I have a requirement to add specific functionality to an asp.net mvc2 web site to provide addtional SEO capability, as follows:

The incoming URL is plain text, perhaps a containing a sentence as follows

"http://somesite.com/welcome-to-our-web-site" or "http://somesite.com/cool things/check-out-this-awesome-video"

In the MVC pipeline, I would like to take this URL, strip off the website name, look up the remaining portion in a database table and call an appropriate controller/view based on the content of the data in the table. All controllers will simply take a single parameter bieng the unique id from the lookup table. A different controller may be used depnding on different urls, but this must be derieved from the database.

If the url cannot be resolved a 404 error needs to be provided, if the url is found but obsolete then a 302 redirect needs to be provided.

Where the url is resolved it must be retained in the browser address bar.

I have had a look at the routing model, and custom routing and can't quite work out how to do it using these, as the controller would not be predefined, based on a simple route. I am also unsure of what to do to provide 404, 302 back to the headers also. Perhpas I need a custom httpmodule or similar but going there went beyond my understanding.
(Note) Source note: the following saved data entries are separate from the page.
//! Fixed-window document chunking.
//!
//! Splits a document into consecutive, non-overlapping windows of at most
//! `chunk_size` characters, preserving order through a position index. The
//! final window may be shorter. Boundaries are counted in Unicode scalar
//! values, never in bytes, so multi-byte text is never split mid-character.
//!
//! Windows intentionally carry no overlap; a window may split a sentence in
//! the middle. Callers that need semantic boundaries should segment before
//! chunking.

use miette::Diagnostic;
use serde::{Deserialize, Serialize};
use thiserror::Error;

/// A contiguous window of a document, paired with its position index.
///
/// Indexes start at zero and follow document order, so re-chunking the same
/// document with the same size always reproduces the same sequence.
#[derive(Clone, Debug, PartialEq, Eq, Serialize, Deserialize)]
pub struct Chunk {
    /// Zero-based position of this chunk within the document.
    pub index: usize,
    /// The chunk's text, at most `chunk_size` characters.
    pub text: String,
}

/// Errors produced while validating chunking input.
#[derive(Debug, Error, Diagnostic)]
pub enum ChunkingError {
    /// The requested window size cannot produce any chunks.
    #[error("chunk_size must be at least 1, got {got}")]
    #[diagnostic(
        code(ragentic::chunking::invalid_chunk_size),
        help("Pass a positive window size; 512 characters is a common default.")
    )]
    InvalidChunkSize { got: usize },
}

/// Lazily partitions `document` into windows of at most `chunk_size` characters.
///
/// The returned iterator is finite and deterministic: calling `chunk` again
/// with the same inputs yields an identical sequence. An empty document yields
/// zero chunks.
///
/// # Errors
///
/// Returns [`ChunkingError::InvalidChunkSize`] when `chunk_size` is zero,
/// before any chunk is produced.
///
/// # Examples
///
/// ```
/// use ragentic::chunking::chunk;
///
/// let chunks: Vec<String> = chunk("ABCDEFGHIJ", 3)
///     .unwrap()
///     .map(|c| c.text)
///     .collect();
/// assert_eq!(chunks, ["ABC", "DEF", "GHI", "J"]);
/// ```
pub fn chunk(document: &str, chunk_size: usize) -> Result<ChunkIter<'_>, ChunkingError> {
    if chunk_size == 0 {
        return Err(ChunkingError::InvalidChunkSize { got: chunk_size });
    }
    Ok(ChunkIter {
        rest: document,
        chunk_size,
        next_index: 0,
    })
}

/// Number of chunks `chunk` will produce for this document and window size.
///
/// Equals `ceil(character_count / chunk_size)`.
///
/// # Errors
///
/// Returns [`ChunkingError::InvalidChunkSize`] when `chunk_size` is zero.
pub fn chunk_count(document: &str, chunk_size: usize) -> Result<usize, ChunkingError> {
    if chunk_size == 0 {
        return Err(ChunkingError::InvalidChunkSize { got: chunk_size });
    }
    Ok(document.chars().count().div_ceil(chunk_size))
}

/// Iterator over the fixed-size windows of a document.
///
/// Produced by [`chunk`]. Implements [`ExactSizeIterator`], so the remaining
/// chunk count is always known up front.
#[derive(Clone, Debug)]
pub struct ChunkIter<'a> {
    rest: &'a str,
    chunk_size: usize,
    next_index: usize,
}

impl Iterator for ChunkIter<'_> {
    type Item = Chunk;

    fn next(&mut self) -> Option<Chunk> {
        if self.rest.is_empty() {
            return None;
        }

        // Byte offset of the character boundary `chunk_size` chars in, or the
        // whole remainder for the final short window.
        let split = self
            .rest
            .char_indices()
            .nth(self.chunk_size)
            .map(|(offset, _)| offset)
            .unwrap_or(self.rest.len());

        let (window, tail) = self.rest.split_at(split);
        self.rest = tail;

        let chunk = Chunk {
            index: self.next_index,
            text: window.to_string(),
        };
        self.next_index += 1;
        Some(chunk)
    }

    fn size_hint(&self) -> (usize, Option<usize>) {
        let remaining = self.rest.chars().count().div_ceil(self.chunk_size);
        (remaining, Some(remaining))
    }
}

impl ExactSizeIterator for ChunkIter<'_> {}

#[cfg(test)]
mod tests {
    use super::*;

    #[test]
    fn splits_ten_chars_into_windows_of_three() {
        let chunks: Vec<Chunk> = chunk("ABCDEFGHIJ", 3).unwrap().collect();

        assert_eq!(chunks.len(), 4);
        let texts: Vec<&str> = chunks.iter().map(|c| c.text.as_str()).collect();
        assert_eq!(texts, ["ABC", "DEF", "GHI", "J"]);
        let indexes: Vec<usize> = chunks.iter().map(|c| c.index).collect();
        assert_eq!(indexes, [0, 1, 2, 3]);
    }

    #[test]
    fn empty_document_yields_no_chunks() {
        let mut iter = chunk("", 5).unwrap();
        assert_eq!(iter.len(), 0);
        assert!(iter.next().is_none());
    }

    #[test]
    fn zero_chunk_size_is_rejected() {
        let err = chunk("anything", 0).unwrap_err();
        assert!(matches!(err, ChunkingError::InvalidChunkSize { got: 0 }));

        let err = chunk_count("anything", 0).unwrap_err();
        assert!(matches!(err, ChunkingError::InvalidChunkSize { got: 0 }));
    }

    #[test]
    fn exact_multiple_has_no_short_tail() {
        let chunks: Vec<Chunk> = chunk("ABCDEF", 3).unwrap().collect();
        assert_eq!(chunks.len(), 2);
        assert!(chunks.iter().all(|c| c.text.chars().count() == 3));
    }

    #[test]
    fn window_larger_than_document_yields_single_chunk() {
        let chunks: Vec<Chunk> = chunk("short", 512).unwrap().collect();
        assert_eq!(chunks.len(), 1);
        assert_eq!(chunks[0].text, "short");
    }

    #[test]
    fn windows_count_characters_not_bytes() {
        // Each of these is multi-byte in UTF-8.
        let chunks: Vec<Chunk> = chunk("héllo wörld", 4).unwrap().collect();

        assert_eq!(chunks.len(), 3);
        assert_eq!(chunks[0].text, "héll");
        assert_eq!(chunks[1].text, "o wö");
        assert_eq!(chunks[2].text, "rld");
    }

    #[test]
    fn rechunking_reproduces_the_same_sequence() {
        let doc = "The quick brown fox jumps over the lazy dog";
        let first: Vec<Chunk> = chunk(doc, 7).unwrap().collect();
        let second: Vec<Chunk> = chunk(doc, 7).unwrap().collect();
        assert_eq!(first, second);
    }

    #[test]
    fn chunk_count_matches_ceiling_division() {
        assert_eq!(chunk_count("ABCDEFGHIJ", 3).unwrap(), 4);
        assert_eq!(chunk_count("ABCDEF", 3).unwrap(), 2);
        assert_eq!(chunk_count("", 5).unwrap(), 0);
        assert_eq!(chunk_count("a", 512).unwrap(), 1);
    }

    #[test]
    fn size_hint_tracks_consumption() {
        let mut iter = chunk("ABCDEFGHIJ", 3).unwrap();
        assert_eq!(iter.len(), 4);
        iter.next();
        assert_eq!(iter.len(), 3);
        iter.by_ref().for_each(drop);
        assert_eq!(iter.len(), 0);
    }
}
//! Bounded round-robin conversation driver.
//!
//! The driver owns no model access: agents are [`ChatAgent`] capabilities
//! supplied by the caller, typically thin adapters over an external chat
//! completion API. The loop appends every reply to the caller's
//! [`ConversationState`], notifies observers, and stops when the termination
//! condition fires.

use std::num::NonZeroUsize;
use std::sync::Arc;

use async_trait::async_trait;
use miette::Diagnostic;
use thiserror::Error;
use tracing::debug;

use super::observer::ConversationObserver;
use super::{ConversationState, Message};

/// Errors an agent implementation may surface from its backing service.
#[derive(Debug, Error, Diagnostic)]
pub enum AgentError {
    /// The agent's backing provider (chat API, tool runtime) failed.
    #[error("agent provider error: {0}")]
    #[diagnostic(code(ragentic::conversation::agent_provider))]
    Provider(String),
}

/// Errors surfaced by the conversation driver.
#[derive(Debug, Error, Diagnostic)]
pub enum ConversationError {
    #[error("conversation driver requires at least one agent")]
    #[diagnostic(
        code(ragentic::conversation::no_agents),
        help("Register agents with ConversationDriverBuilder::add_agent before building.")
    )]
    NoAgents,

    /// An agent failed mid-conversation. The state keeps all turns appended
    /// before the failure.
    #[error("agent '{agent}' failed on round {round}")]
    #[diagnostic(code(ragentic::conversation::agent_failed))]
    Agent {
        agent: String,
        round: usize,
        #[source]
        source: AgentError,
    },
}

/// A conversational participant.
///
/// `reply` receives the full transcript so far (bare messages, in order) and
/// returns the agent's next message.
#[async_trait]
pub trait ChatAgent: Send + Sync {
    /// Display name used as the turn sender.
    fn name(&self) -> &str;

    /// Produce the next message given the transcript so far.
    async fn reply(&self, transcript: &[Message]) -> Result<Message, AgentError>;
}

/// When a conversation stops.
///
/// Built from a mandatory round cap plus an optional termination phrase. A
/// round is one agent reply; the phrase matches when a reply's content,
/// right-trimmed, ends with it.
///
/// # Examples
///
/// ```
/// use ragentic::conversation::TerminationCondition;
/// use std::num::NonZeroUsize;
///
/// let condition = TerminationCondition::rounds(NonZeroUsize::new(50).unwrap())
///     .with_phrase("TERMINATE");
/// ```
#[derive(Clone, Debug)]
pub struct TerminationCondition {
    max_rounds: NonZeroUsize,
    phrase: Option<String>,
}

impl TerminationCondition {
    /// Stop after at most `max_rounds` agent replies.
    pub fn rounds(max_rounds: NonZeroUsize) -> Self {
        Self {
            max_rounds,
            phrase: None,
        }
    }

    /// Also stop as soon as a reply ends with `phrase` (after right-trimming).
    #[must_use]
    pub fn with_phrase(mut self, phrase: impl Into<String>) -> Self {
        self.phrase = Some(phrase.into());
        self
    }

    pub fn max_rounds(&self) -> usize {
        self.max_rounds.get()
    }

    fn matches_phrase(&self, message: &Message) -> bool {
        self.phrase
            .as_deref()
            .is_some_and(|phrase| message.content.trim_end().ends_with(phrase))
    }
}

/// Why the conversation stopped.
#[derive(Clone, Copy, Debug, PartialEq, Eq)]
pub enum StopReason {
    /// A reply ended with the termination phrase.
    PhraseMatched,
    /// The round cap was reached.
    RoundLimit,
}

/// Summary of a finished conversation.
#[derive(Clone, Copy, Debug, PartialEq, Eq)]
pub struct ConversationOutcome {
    /// Number of agent replies produced.
    pub rounds: usize,
    pub reason: StopReason,
}

/// Round-robin driver over a fixed set of agents.
///
/// # Examples
///
/// ```no_run
/// use ragentic::conversation::{
///     ConversationDriver, ConversationState, MemoryObserver, TerminationCondition,
/// };
/// use std::num::NonZeroUsize;
///
/// # async fn run(assistant: impl ragentic::conversation::ChatAgent + 'static) {
/// let observer = MemoryObserver::new();
/// let driver = ConversationDriver::builder()
///     .add_agent(assistant)
///     .add_observer(observer.clone())
///     .termination(TerminationCondition::rounds(NonZeroUsize::new(2).unwrap())
///         .with_phrase("TERMINATE"))
///     .build()
///     .unwrap();
///
/// let mut state = ConversationState::new();
/// let outcome = driver.run(&mut state, "Summarize the context.").await.unwrap();
/// println!("stopped after {} rounds", outcome.rounds);
/// # }
/// ```
pub struct ConversationDriver {
    agents: Vec<Arc<dyn ChatAgent>>,
    observers: Vec<Arc<dyn ConversationObserver>>,
    termination: TerminationCondition,
}

impl std::fmt::Debug for ConversationDriver {
    fn fmt(&self, f: &mut std::fmt::Formatter<'_>) -> std::fmt::Result {
        f.debug_struct("ConversationDriver")
            .field("agents", &self.agents.len())
            .field("observers", &self.observers.len())
            .field("termination", &self.termination)
            .finish()
    }
}

impl ConversationDriver {
    /// Round cap applied when the builder is given no termination condition.
    pub const DEFAULT_MAX_ROUNDS: NonZeroUsize = NonZeroUsize::new(50).unwrap();

    pub fn builder() -> ConversationDriverBuilder {
        ConversationDriverBuilder::default()
    }

    /// The configured termination condition.
    pub fn termination(&self) -> &TerminationCondition {
        &self.termination
    }

    /// Run the conversation until the termination condition fires.
    ///
    /// The opening text is appended as a user turn, then agents reply in
    /// registration order, round-robin. Every turn (opening included) is
    /// pushed to `state` and fanned out to observers.
    ///
    /// # Errors
    ///
    /// [`ConversationError::Agent`] when an agent fails; turns appended before
    /// the failure remain in `state`.
    pub async fn run(
        &self,
        state: &mut ConversationState,
        opening: impl Into<String>,
    ) -> Result<ConversationOutcome, ConversationError> {
        self.append(state, "user", Message::user(opening.into()));

        let mut rounds = 0usize;
        loop {
            for agent in &self.agents {
                let transcript = state.messages();
                let reply = agent.reply(&transcript).await.map_err(|source| {
                    ConversationError::Agent {
                        agent: agent.name().to_string(),
                        round: rounds + 1,
                        source,
                    }
                })?;
                rounds += 1;

                debug!(agent = agent.name(), round = rounds, "agent replied");
                let matched = self.termination.matches_phrase(&reply);
                self.append(state, agent.name().to_string(), reply);

                if matched {
                    return Ok(ConversationOutcome {
                        rounds,
                        reason: StopReason::PhraseMatched,
                    });
                }
                if rounds >= self.termination.max_rounds() {
                    return Ok(ConversationOutcome {
                        rounds,
                        reason: StopReason::RoundLimit,
                    });
                }
            }
        }
    }

    fn append(&self, state: &mut ConversationState, sender: impl Into<String>, message: Message) {
        let turn = state.append_turn(sender, message).clone();
        for observer in &self.observers {
            observer.on_turn(&turn);
        }
    }
}

/// Builder for [`ConversationDriver`].
///
/// Defaults to a 50-round cap with no termination phrase.
#[derive(Default)]
pub struct ConversationDriverBuilder {
    agents: Vec<Arc<dyn ChatAgent>>,
    observers: Vec<Arc<dyn ConversationObserver>>,
    termination: Option<TerminationCondition>,
}

impl ConversationDriverBuilder {
    #[must_use]
    pub fn add_agent(mut self, agent: impl ChatAgent + 'static) -> Self {
        self.agents.push(Arc::new(agent));
        self
    }

    /// Register an agent from an existing `Arc`, for sharing across drivers.
    #[must_use]
    pub fn add_agent_arc(mut self, agent: Arc<dyn ChatAgent>) -> Self {
        self.agents.push(agent);
        self
    }

    #[must_use]
    pub fn add_observer(mut self, observer: impl ConversationObserver + 'static) -> Self {
        self.observers.push(Arc::new(observer));
        self
    }

    #[must_use]
    pub fn termination(mut self, termination: TerminationCondition) -> Self {
        self.termination = Some(termination);
        self
    }

    /// Validate and build the driver.
    ///
    /// # Errors
    ///
    /// [`ConversationError::NoAgents`] when no agent was registered.
    pub fn build(self) -> Result<ConversationDriver, ConversationError> {
        if self.agents.is_empty() {
            return Err(ConversationError::NoAgents);
        }
        let termination = self
            .termination
            .unwrap_or_else(|| TerminationCondition::rounds(ConversationDriver::DEFAULT_MAX_ROUNDS));
        Ok(ConversationDriver {
            agents: self.agents,
            observers: self.observers,
            termination,
        })
    }
}

#[cfg(test)]
mod tests {
    use super::*;
    use crate::conversation::MemoryObserver;
    use std::sync::Mutex;

    /// Agent that replays a scripted list of replies.
    struct Scripted {
        name: String,
        replies: Mutex<Vec<Message>>,
    }

    impl Scripted {
        fn new(name: &str, replies: Vec<Message>) -> Self {
            Self {
                name: name.to_string(),
                replies: Mutex::new(replies),
            }
        }
    }

    #[async_trait]
    impl ChatAgent for Scripted {
        fn name(&self) -> &str {
            &self.name
        }

        async fn reply(&self, _transcript: &[Message]) -> Result<Message, AgentError> {
            let mut replies = self.replies.lock().unwrap();
            if replies.is_empty() {
                return Err(AgentError::Provider("script exhausted".to_string()));
            }
            Ok(replies.remove(0))
        }
    }

    fn rounds(n: usize) -> TerminationCondition {
        TerminationCondition::rounds(NonZeroUsize::new(n).unwrap())
    }

    #[tokio::test]
    async fn stops_on_termination_phrase() {
        let assistant = Scripted::new(
            "assistant",
            vec![
                Message::assistant("thinking..."),
                Message::assistant("the answer is 4. TERMINATE  "),
                Message::assistant("never sent"),
            ],
        );
        let driver = ConversationDriver::builder()
            .add_agent(assistant)
            .termination(rounds(10).with_phrase("TERMINATE"))
            .build()
            .unwrap();

        let mut state = ConversationState::new();
        let outcome = driver.run(&mut state, "what is 2+2?").await.unwrap();

        assert_eq!(outcome.reason, StopReason::PhraseMatched);
        assert_eq!(outcome.rounds, 2);
        // Opening turn plus two replies.
        assert_eq!(state.len(), 3);
    }

    #[tokio::test]
    async fn stops_at_round_limit() {
        let chatty = Scripted::new(
            "chatty",
            (0..10).map(|i| Message::assistant(format!("msg {i}"))).collect(),
        );
        let driver = ConversationDriver::builder()
            .add_agent(chatty)
            .termination(rounds(3))
            .build()
            .unwrap();

        let mut state = ConversationState::new();
        let outcome = driver.run(&mut state, "go").await.unwrap();

        assert_eq!(outcome.reason, StopReason::RoundLimit);
        assert_eq!(outcome.rounds, 3);
        assert_eq!(state.len(), 4);
    }

    #[tokio::test]
    async fn agents_alternate_round_robin() {
        let planner = Scripted::new(
            "planner",
            vec![Message::assistant("plan"), Message::assistant("revised plan")],
        );
        let critic = Scripted::new(
            "critic",
            vec![Message::assistant("feedback"), Message::assistant("approved")],
        );
        let driver = ConversationDriver::builder()
            .add_agent(planner)
            .add_agent(critic)
            .termination(rounds(4))
            .build()
            .unwrap();

        let mut state = ConversationState::new();
        driver.run(&mut state, "write a report").await.unwrap();

        let senders: Vec<&str> = state.turns().iter().map(|t| t.sender.as_str()).collect();
        assert_eq!(senders, ["user", "planner", "critic", "planner", "critic"]);
    }

    #[tokio::test]
    async fn observers_see_every_turn() {
        let observer = MemoryObserver::new();
        let assistant = Scripted::new(
            "assistant",
            vec![Message::assistant("done TERMINATE")],
        );
        let driver = ConversationDriver::builder()
            .add_agent(assistant)
            .add_observer(observer.clone())
            .termination(rounds(5).with_phrase("TERMINATE"))
            .build()
            .unwrap();

        let mut state = ConversationState::new();
        driver.run(&mut state, "hello").await.unwrap();

        let seen = observer.snapshot();
        assert_eq!(seen.len(), 2);
        assert_eq!(seen[0].sender, "user");
        assert_eq!(seen[1].sender, "assistant");
        assert_eq!(seen.len(), state.len());
    }

    #[tokio::test]
    async fn agent_failure_keeps_prior_turns() {
        let assistant = Scripted::new("assistant", vec![Message::assistant("one reply")]);
        let driver = ConversationDriver::builder()
            .add_agent(assistant)
            .termination(rounds(5))
            .build()
            .unwrap();

        let mut state = ConversationState::new();
        let err = driver.run(&mut state, "talk forever").await.unwrap_err();

        match err {
            ConversationError::Agent { agent, round, .. } => {
                assert_eq!(agent, "assistant");
                assert_eq!(round, 2);
            }
            other => panic!("expected agent error, got {other:?}"),
        }
        // Opening plus the one successful reply survive.
        assert_eq!(state.len(), 2);
    }

    #[test]
    fn builder_requires_agents() {
        let err = ConversationDriver::builder().build().unwrap_err();
        assert!(matches!(err, ConversationError::NoAgents));
    }

    #[test]
    fn phrase_matching_trims_trailing_whitespace() {
        let condition = rounds(1).with_phrase("TERMINATE");
        assert!(condition.matches_phrase(&Message::assistant("done. TERMINATE\n  ")));
        assert!(!condition.matches_phrase(&Message::assistant("TERMINATE midway done.")));
    }
}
This must be possible somehow... we did it years ago in Classic ASP. Can anyone help with some details on how to achieve this?

A: 

Well, the simplest way would be to have an id somewhere in the url (usually the first option)

routes.MapRoute(
    "SEORoute", // Route name
    "{id}/{*seostuff}", // URL with parameters
    new { controller = "Home", action = "Index", id = UrlParameter.Optional, seostuff = UrlParameter.Optional } // Parameter defaults
);

In your controller you'd have something like

public class HomeController {
    public ActionResult Index(int id) {
        //check database for id
        if(id_exists) {
            return new RedirectResult("whereever you want to redirect", true);
        } else {
            return new HttpNotFoundResult();
        }
    }
}

If you don't want to use the id method you could do something else like...

routes.MapRoute(
    "SEORoute", // Route name
    "{category}/{page_name}", // URL with parameters
    new { controller = "Home", action = "Index", category = UrlParameter.Optional, pagename = UrlParameter.Optional } // Parameter defaults
);

public ActionResult Index(string category, string page_name) {
    //same as before but instead of looking for id look for pagename
}

The problem with the latter is that you would need to account for all types of routes and it can get really difficult if you have a lot of parameters that match various types.

This should get you in the right direction. If you neeed some clarification let me know and I'll see if I can write a specific route to help you

Additional

You could probably do what you're looking for like

public ActionResult Index() {
    //Create and instance of the new controlle ryou want to handle this request
    SomeController controller = new SomeController();
    controller.ControllerContext = this.ControllerContext;
    return controller.YourControllerAction();
}

but I don't know any of the side effects by doing that...so it's probably not a good idea - but it seems to work.

BuildStarted
Interesting... It worked up to a point. routes.MapRoute( "Generic", // Route name "{url}", // URL new { controller = "Content", action="Redirector", url = urlParameter.Optional } // Parameter defaults I can redirect in the controller and return 404. Cool. What I need though is to call a specific controller based on the content of the database as follows: get long url, read id and controller name from database based on this url, **redirect** to correct controller while retaining url in address bar. Different urls could be handled by different controllers.
FlashRobert
Unfortunately MVC provides no direct way to do this as all redirections involve the client.